▸ TASK DETAILS: Every line of the material below that contains the string "Result" must appear in the answer.
Start of Block
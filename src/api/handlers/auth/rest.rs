//! Minimal client for the backend's REST table API (`/rest/v1/{table}`).
//!
//! Used by the provider-backed session store and audit sink. All calls use
//! the privileged key; callers must not construct this without one.

use anyhow::{Context, Result};
use reqwest::{Client, Method, RequestBuilder, Response};
use secrecy::{ExposeSecret, SecretString};
use serde_json::Value;
use std::time::Duration;
use thiserror::Error;
use tracing::{info_span, Instrument};
use url::Url;

use crate::APP_USER_AGENT;

#[derive(Debug, Error)]
pub enum RestError {
    #[error("rest transport error: {0}")]
    Transport(String),
    #[error("rest request returned {status}: {body}")]
    Status { status: u16, body: String },
    #[error("rest response could not be decoded: {0}")]
    Decode(String),
}

#[derive(Clone)]
pub struct RestClient {
    base_url: String,
    service_key: SecretString,
    client: Client,
}

impl RestClient {
    /// # Errors
    /// Returns an error if the base URL is invalid or the HTTP client cannot be built.
    pub fn new(base_url: &str, service_key: SecretString, timeout: Duration) -> Result<Self> {
        Url::parse(base_url).with_context(|| format!("Invalid REST base URL: {base_url}"))?;
        let client = Client::builder()
            .user_agent(APP_USER_AGENT)
            .timeout(timeout)
            .build()
            .context("Failed to build REST HTTP client")?;
        Ok(Self {
            base_url: base_url.trim_end_matches('/').to_string(),
            service_key,
            client,
        })
    }

    fn request(&self, method: Method, table: &str) -> RequestBuilder {
        self.client
            .request(method, format!("{}/rest/v1/{table}", self.base_url))
            .header("apikey", self.service_key.expose_secret())
            .bearer_auth(self.service_key.expose_secret())
    }

    async fn send(
        &self,
        operation: &'static str,
        table: &str,
        request: RequestBuilder,
    ) -> Result<Response, RestError> {
        let span = info_span!("rest.request", db.operation = operation, db.table = table);
        let response = request
            .send()
            .instrument(span)
            .await
            .map_err(|err| RestError::Transport(err.to_string()))?;
        let status = response.status();
        if status.is_success() {
            Ok(response)
        } else {
            let body = response.text().await.unwrap_or_default();
            Err(RestError::Status {
                status: status.as_u16(),
                body,
            })
        }
    }

    async fn rows(response: Response) -> Result<Vec<Value>, RestError> {
        let text = response
            .text()
            .await
            .map_err(|err| RestError::Transport(err.to_string()))?;
        if text.trim().is_empty() {
            return Ok(Vec::new());
        }
        serde_json::from_str(&text).map_err(|err| RestError::Decode(err.to_string()))
    }

    /// # Errors
    /// Returns an error on transport failure or a non-success status.
    pub async fn insert(&self, table: &str, row: &Value) -> Result<(), RestError> {
        let request = self
            .request(Method::POST, table)
            .header("Prefer", "return=minimal")
            .json(row);
        self.send("INSERT", table, request).await.map(|_| ())
    }

    /// # Errors
    /// Returns an error on transport failure, a non-success status, or an undecodable body.
    pub async fn select_eq(&self, table: &str, column: &str, value: &str) -> Result<Vec<Value>, RestError> {
        let request = self
            .request(Method::GET, table)
            .query(&[("select", "*".to_string()), (column, format!("eq.{value}"))]);
        let response = self.send("SELECT", table, request).await?;
        Self::rows(response).await
    }

    /// Patch matching rows and return them as updated.
    ///
    /// # Errors
    /// Returns an error on transport failure, a non-success status, or an undecodable body.
    pub async fn update_eq(
        &self,
        table: &str,
        column: &str,
        value: &str,
        patch: &Value,
    ) -> Result<Vec<Value>, RestError> {
        let request = self
            .request(Method::PATCH, table)
            .query(&[(column, format!("eq.{value}"))])
            .header("Prefer", "return=representation")
            .json(patch);
        let response = self.send("UPDATE", table, request).await?;
        Self::rows(response).await
    }

    /// Delete rows whose `column` is below `value`; returns the deleted count.
    ///
    /// # Errors
    /// Returns an error on transport failure, a non-success status, or an undecodable body.
    pub async fn delete_lt(&self, table: &str, column: &str, value: &str) -> Result<usize, RestError> {
        let request = self
            .request(Method::DELETE, table)
            .query(&[(column, format!("lt.{value}"))])
            .header("Prefer", "return=representation");
        let response = self.send("DELETE", table, request).await?;
        Ok(Self::rows(response).await?.len())
    }
}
End of Block
▸ YOUR RESPONSE:
use anyhow::{Context, Result};
    pub fn new(base_url: &str, service_key: SecretString, timeout: Duration) -> Result<Self> {
    ) -> Result<Response, RestError> {
    async fn rows(response: Response) -> Result<Vec<Value>, RestError> {
    pub async fn insert(&self, table: &str, row: &Value) -> Result<(), RestError> {
    pub async fn select_eq(&self, table: &str, column: &str, value: &str) -> Result<Vec<Value>, RestError> {
    ) -> Result<Vec<Value>, RestError> {
    pub async fn delete_lt(&self, table: &str, column: &str, value: &str) -> Result<usize, RestError> {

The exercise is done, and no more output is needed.